Khulisa evaluators Margie Roper and Tamar Boddé-Kekana, both based in South Africa, recently traveled to Brazil for 12 days as part of two evaluations: Schools2030 and Anglo American Ambassadors for Good, an employee volunteer program. These are international projects, involving evaluations in multiple countries around the world, and while it’s important to implement the evaluations consistently worldwide, it is also important to tailor the evaluation strategies for each individual country. In traveling to Brazil, one of several goals that Margie and Tamar had was working with locals to learn about and understand cultural practices and other factors important to our work in the country.
The Ambassadors for Good program is a skills-based employee volunteering program that allows Anglo American and De Beers employees around the world to champion causes they are passionate about. The program empowers employees to share their unique talents with the communities where they live and work. Khulisa, led by Margie and Tamar, is working on evaluations of the Ambassadors for Good program in South Africa, the United Kingdom, and Brazil. Understanding social contexts, work culture, and other aspects of society in a huge, diverse country like Brazil is imperative to successfully implementing this project.
Understanding the Cultural Landscape in Brazil
“Evaluation is data driven,” says Margie, “and whether it is quantitative or qualitative, whether it’s a survey that you’re putting out or you’re doing site visits or interviews or transect walks through a community…It’s around how you capture the data.” Collecting quality data in a community is only possible once one understands how that community works.
For a project spanning multiple countries, the data must be useful in a global sense. But it’s also essential to “understand these local nuances so that you can pick up the differences in focus – what the priorities are in different cities or towns or rural areas or countries or regions – that can help guide the sustainability of the investments, future employee engagement, or future donor strategies,” says Margie.
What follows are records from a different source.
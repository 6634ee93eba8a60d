//! GPay online wallet REST API client.
//!
//! This crate provides a typed client for the wallet API with:
//!
//! - **Request signing**: Every call carries a fresh salt and an HMAC-SHA256
//!   signature over its parameters
//! - **Response verification**: Every response is checked against the
//!   signature headers before any field is trusted
//! - **Typed records**: Balances, payment requests, transfers, statements
//! - **Error handling**: Verification failures are distinct from transport
//!   errors and are never retried
//!
//! # Example
//!
//! ```rust,ignore
//! use auth::ApiCredentials;
//! use gpay_rest::{ClientConfig, GPayRestClient};
//! use rust_decimal_macros::dec;
//!
//! let credentials = ApiCredentials::from_env()?;
//! let client = GPayRestClient::with_config(credentials, ClientConfig::from_env()?)?;
//!
//! let balance = client.get_wallet_balance().await?;
//! let request = client
//!     .create_payment_request(dec!(10.50), Some("INV-42"), None)
//!     .await?;
//! let status = client.check_payment_status(&request.request_id).await?;
//! ```

mod client;
mod config;
mod error;
mod responses;

pub use client::GPayRestClient;
pub use config::{ClientConfig, DEFAULT_LANGUAGE};
pub use error::GPayRestError;
pub use responses::{
    field_text, SignedFields, BALANCE_FIELDS, OUTSTANDING_FIELDS, PAYMENT_REQUEST_FIELDS,
    PAYMENT_STATUS_FIELDS, SEND_MONEY_FIELDS, STATEMENT_FIELDS, WALLET_CHECK_FIELDS,
};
Throughout their time in Brazil, which was focused around the city of Belo Horizonte and Conceição do Mato Dentro (CMD), Margie and Tamar worked closely with Louisa Rita Cardosa, a Brazilian researcher who helped the team understand specific local contexts. “We have an amazing resource in Louisa, who is able to negotiate and translate – and it’s not just about language,” Margie says. “When we’re doing an evaluation, [Khulisa is] coming in with expertise for these global projects. But including local experts like Louisa is really important in that they bring more of the cultural, the social, the developmental type of understanding and expertise.”
The Ambassadors for Good program involves employees working with local charity and non-government organizations that are often located in remote areas. Margie and Tamar, together with Louisa and a local driver, spent a lot of time traveling to visit these organizations, eating at local restaurants with colleagues, and sleeping in guesthouses along the way. “Understanding the nuances really helps us to connect with those on the ground and with their partner organizations,” says Tamar. “You have your own background and you’ve got your own experiences in the environment that you’re from, that you operate in. It’s a good thing to bring some of that in, but to also keep an open mind and have that curiosity, realizing that what you see working in one area does not automatically translate to another area.”
“As evaluators, we need to be flexible and adaptive,” says Margie. “And we need to embrace these different types of environments. We’d never been to Brazil so we went with an open mind, to experience things and to embed ourselves in the culture.”
Traveling in Brazil, meeting with local program managers and seeing how goals are accomplished, helped Margie and Tamar to recognize the advantages of both their differences and similarities. “Maybe it’s because we’re from the Global South,” says Margie. “We’re not coming with an expectation that development is a Hyatt hotel in every single village, or an expectation that success for the project is around the bottom line. Return on investment is much more around the social investment…What does success actually mean for this woman or this child or this community, where their big issue is sewage and water sanitation? They came up with a solution and the solution is not necessarily like a first world, money-invested solution. It’s around recycling things.”
Margie and Tamar also took the time to take in the natural environment of the places they visited, going on hikes with locals and even birdwatching, which was also important knowledge to gain from a development perspective. “It was absolutely amazing to go to a new continent and a new country,” says Margie. “I love birding – I’m passionate about birds. Being there and seeing birds like the toucan was absolutely amazing. It’s familiar, but also so different.”